Under the treating physician rule, the opinion of a claimant's treating physician as to the nature and severity of the claimant's impairments is given “controlling weight” so long as it is “well supported by medically acceptable clinical and laboratory diagnostic techniques and is not inconsistent with the other substantial evidence in [the] case record.” Green-Younger, 335 F.3d at 106 (quoting 20 C.F.R. § 404.1527(d)(2)); Bonneau v. Astrue, No. 5: 13-cv-26, 2014 WL 31301, at *5 (D. Vt. Jan. 3, 2014) (same).

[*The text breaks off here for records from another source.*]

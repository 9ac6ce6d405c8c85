//! Hybrid query-type classification.
//!
//! Two methods composed by one router: weighted keyword scoring over the
//! static tables in [`super::keywords`], and an optional external-model
//! fallback that only runs when the keyword result is weak. The router
//! holds no state beyond the optional model handle - classification is a
//! pure function of its input.

use std::sync::Arc;

use serde::{Deserialize, Serialize};

use super::keywords::{
    CHINESE_NUMERALS, GENERAL_DOMAIN_TERMS, INDUSTRY_DOMAIN_TERMS, KEYWORD_TABLE,
    TOP_N_DIGIT_PATTERNS,
};
use super::model::{classify_by_model, ModelClient};
use super::thresholds;

// ============================================================================
// Classification result
// ============================================================================

/// The closed set of analytic intents.
#[derive(Debug, Clone, Copy, PartialEq, Eq, Serialize, Deserialize)]
#[serde(rename_all = "snake_case")]
pub enum QueryType {
    KpiSingle,
    KpiGrouped,
    TrendTime,
    Distribution,
    TopN,
    Comparison,
    Unknown,
}

impl QueryType {
    pub fn as_str(self) -> &'static str {
        match self {
            QueryType::KpiSingle => "kpi_single",
            QueryType::KpiGrouped => "kpi_grouped",
            QueryType::TrendTime => "trend_time",
            QueryType::Distribution => "distribution",
            QueryType::TopN => "topn",
            QueryType::Comparison => "comparison",
            QueryType::Unknown => "unknown",
        }
    }

    /// Parse a model-reported type name, mapping anything unrecognized
    /// to `unknown` rather than failing.
    pub fn parse_lenient(s: &str) -> QueryType {
        match s.trim() {
            "kpi_single" => QueryType::KpiSingle,
            "kpi_grouped" => QueryType::KpiGrouped,
            "trend_time" => QueryType::TrendTime,
            "distribution" => QueryType::Distribution,
            "topn" => QueryType::TopN,
            "comparison" => QueryType::Comparison,
            _ => QueryType::Unknown,
        }
    }
}

/// Which method produced a classification.
#[derive(Debug, Clone, Copy, PartialEq, Eq, Serialize, Deserialize)]
#[serde(rename_all = "lowercase")]
pub enum ClassificationMethod {
    Keyword,
    Model,
}

/// A finished classification. Never mutated after creation.
#[derive(Debug, Clone, Serialize)]
pub struct QueryTypeClassification {
    pub query_type: QueryType,
    pub confidence: f64,
    pub matched_keywords: Vec<String>,
    pub method: ClassificationMethod,
    #[serde(skip_serializing_if = "Option::is_none")]
    pub top_n: Option<u32>,
}

impl QueryTypeClassification {
    pub(crate) fn unknown(method: ClassificationMethod, confidence: f64) -> Self {
        Self {
            query_type: QueryType::Unknown,
            confidence,
            matched_keywords: vec![],
            method,
            top_n: None,
        }
    }
}

// ============================================================================
// Keyword classification
// ============================================================================

/// Classify by weighted keyword scoring.
///
/// Primary hits weigh 2, secondary hits 1, and `kpi_grouped` gets a +0.5
/// boost when it has both kinds of hit (breaking its chronic tie against
/// `kpi_single` over shared stats words). Score ties keep the first type
/// in table-declaration order.
pub fn classify_by_keywords(input: &str, industry: Option<&str>) -> QueryTypeClassification {
    let haystack = input.to_lowercase();

    let mut best_score = 0.0f64;
    let mut best: Option<(QueryType, Vec<String>)> = None;

    for entry in KEYWORD_TABLE {
        let mut score = 0.0;
        let mut matched: Vec<String> = Vec::new();
        let mut primary_hit = false;
        let mut secondary_hit = false;

        for kw in entry.primary {
            if haystack.contains(kw) {
                score += thresholds::PRIMARY_WEIGHT;
                primary_hit = true;
                matched.push((*kw).to_string());
            }
        }
        for kw in entry.secondary {
            if haystack.contains(kw) {
                score += thresholds::SECONDARY_WEIGHT;
                secondary_hit = true;
                matched.push((*kw).to_string());
            }
        }

        if entry.query_type == QueryType::KpiGrouped && primary_hit && secondary_hit {
            score += thresholds::GROUPED_TIEBREAK_BOOST;
        }

        if score > best_score {
            best_score = score;
            best = Some((entry.query_type, matched));
        }
    }

    let (query_type, matched_keywords) = match best {
        Some(found) if best_score > 0.0 => found,
        _ => return QueryTypeClassification::unknown(ClassificationMethod::Keyword, 0.0),
    };

    let domain_hit = has_domain_term(&haystack, industry);
    let confidence = keyword_confidence(best_score, domain_hit);

    let top_n = if query_type == QueryType::TopN {
        extract_top_n(input)
    } else {
        None
    };

    QueryTypeClassification {
        query_type,
        confidence,
        matched_keywords,
        method: ClassificationMethod::Keyword,
        top_n,
    }
}

fn keyword_confidence(score: f64, domain_hit: bool) -> f64 {
    if score >= thresholds::STRONG_SCORE || (score >= thresholds::MODERATE_SCORE && domain_hit) {
        if domain_hit {
            1.0
        } else {
            0.9
        }
    } else if score >= thresholds::MODERATE_SCORE {
        0.75
    } else {
        0.6
    }
}

fn has_domain_term(haystack: &str, industry: Option<&str>) -> bool {
    let industry_hit = match industry {
        Some(name) => {
            let name = name.to_lowercase();
            INDUSTRY_DOMAIN_TERMS
                .iter()
                .filter(|(key, _)| *key == name)
                .any(|(_, terms)| terms.iter().any(|t| haystack.contains(t)))
        }
        // No industry given: search every industry's terms.
        None => INDUSTRY_DOMAIN_TERMS
            .iter()
            .any(|(_, terms)| terms.iter().any(|t| haystack.contains(t))),
    };

    industry_hit || GENERAL_DOMAIN_TERMS.iter().any(|t| haystack.contains(t))
}

/// Extract a literal count from a top-N query. Digit forms (`top N`,
/// `前N`) take priority over the Chinese numeral table; the first match
/// wins and multiple numerals are never aggregated.
pub fn extract_top_n(input: &str) -> Option<u32> {
    for pattern in TOP_N_DIGIT_PATTERNS.iter() {
        if let Some(caps) = pattern.captures(input) {
            if let Ok(n) = caps[1].parse::<u32>() {
                return Some(n);
            }
        }
    }

    for (word, value) in CHINESE_NUMERALS {
        if input.contains(word) {
            return Some(*value);
        }
    }

    None
}

// ============================================================================
// Router
// ============================================================================

/// Composes keyword classification with the optional model fallback.
pub struct QueryTypeRouter {
    model: Option<Arc<dyn ModelClient>>,
    confidence_floor: f64,
}

impl Default for QueryTypeRouter {
    fn default() -> Self {
        Self::new()
    }
}

impl QueryTypeRouter {
    /// Keyword-only router.
    pub fn new() -> Self {
        Self {
            model: None,
            confidence_floor: thresholds::MODEL_FLOOR,
        }
    }

    /// Router with a model fallback for weak keyword results.
    pub fn with_model(model: Arc<dyn ModelClient>) -> Self {
        Self {
            model: Some(model),
            confidence_floor: thresholds::MODEL_FLOOR,
        }
    }

    /// Classify a natural-language query.
    ///
    /// The keyword result is final when it is confident enough or no
    /// model is configured. Otherwise both methods run and the higher
    /// confidence wins, with the keyword result winning ties - a model
    /// answer must be strictly better to replace it.
    pub async fn classify(
        &self,
        input: &str,
        industry: Option<&str>,
        schema_digest: Option<&str>,
    ) -> QueryTypeClassification {
        let keyword = classify_by_keywords(input, industry);

        let model = match &self.model {
            Some(model) if keyword.confidence < self.confidence_floor => model,
            _ => return keyword,
        };

        let fallback = classify_by_model(model.as_ref(), input, schema_digest).await;
        if fallback.confidence > keyword.confidence {
            fallback
        } else {
            keyword
        }
    }
}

Where the Commissioner determines that the opinion of a treating physician should not receive controlling weight, she must “give good reasons in [the] notice of determination or decision for the weight [she] gives [the claimant's] treating source's opinion.” 20 C.F.R. § 404.1527(c)(2); see Manfra v. Colvin, No. 15-CV-2844 (JFB), 2016 WL 4434820, at *13 (E.D.N.Y. Aug. 22, 2016); Perez v. Astrue, No. 07-CV-958 (DLJ), 2009 WL 2496585, at *8 (E.D.N.Y. Aug. 14, 2009). An ALJ's failure” to provide good reasons for not crediting the opinion of a claimant's treating physician is ground for a remand.” Snell v. Apfel, 177 F.3d 128, 134 (2d Cir. 1999) (internal quotation marks omitted).
C. Analysis
Plaintiff argues that the ALJ erred when he mischaracterized an opinion from Dr. Fandos, one of Plaintiff's treating physicians. Plaintiff also contends that the ALJ's analysis of Dr. Fandos's opinions and other medical opinions in the record violated the treating physician rule and was erroneous in other respects. Plaintiff further asserts that the ALJ erred because his RFC determination did not align with any single medical opinion in the record. Finally, Plaintiff maintains that the ALJ did not properly evaluate her credibility.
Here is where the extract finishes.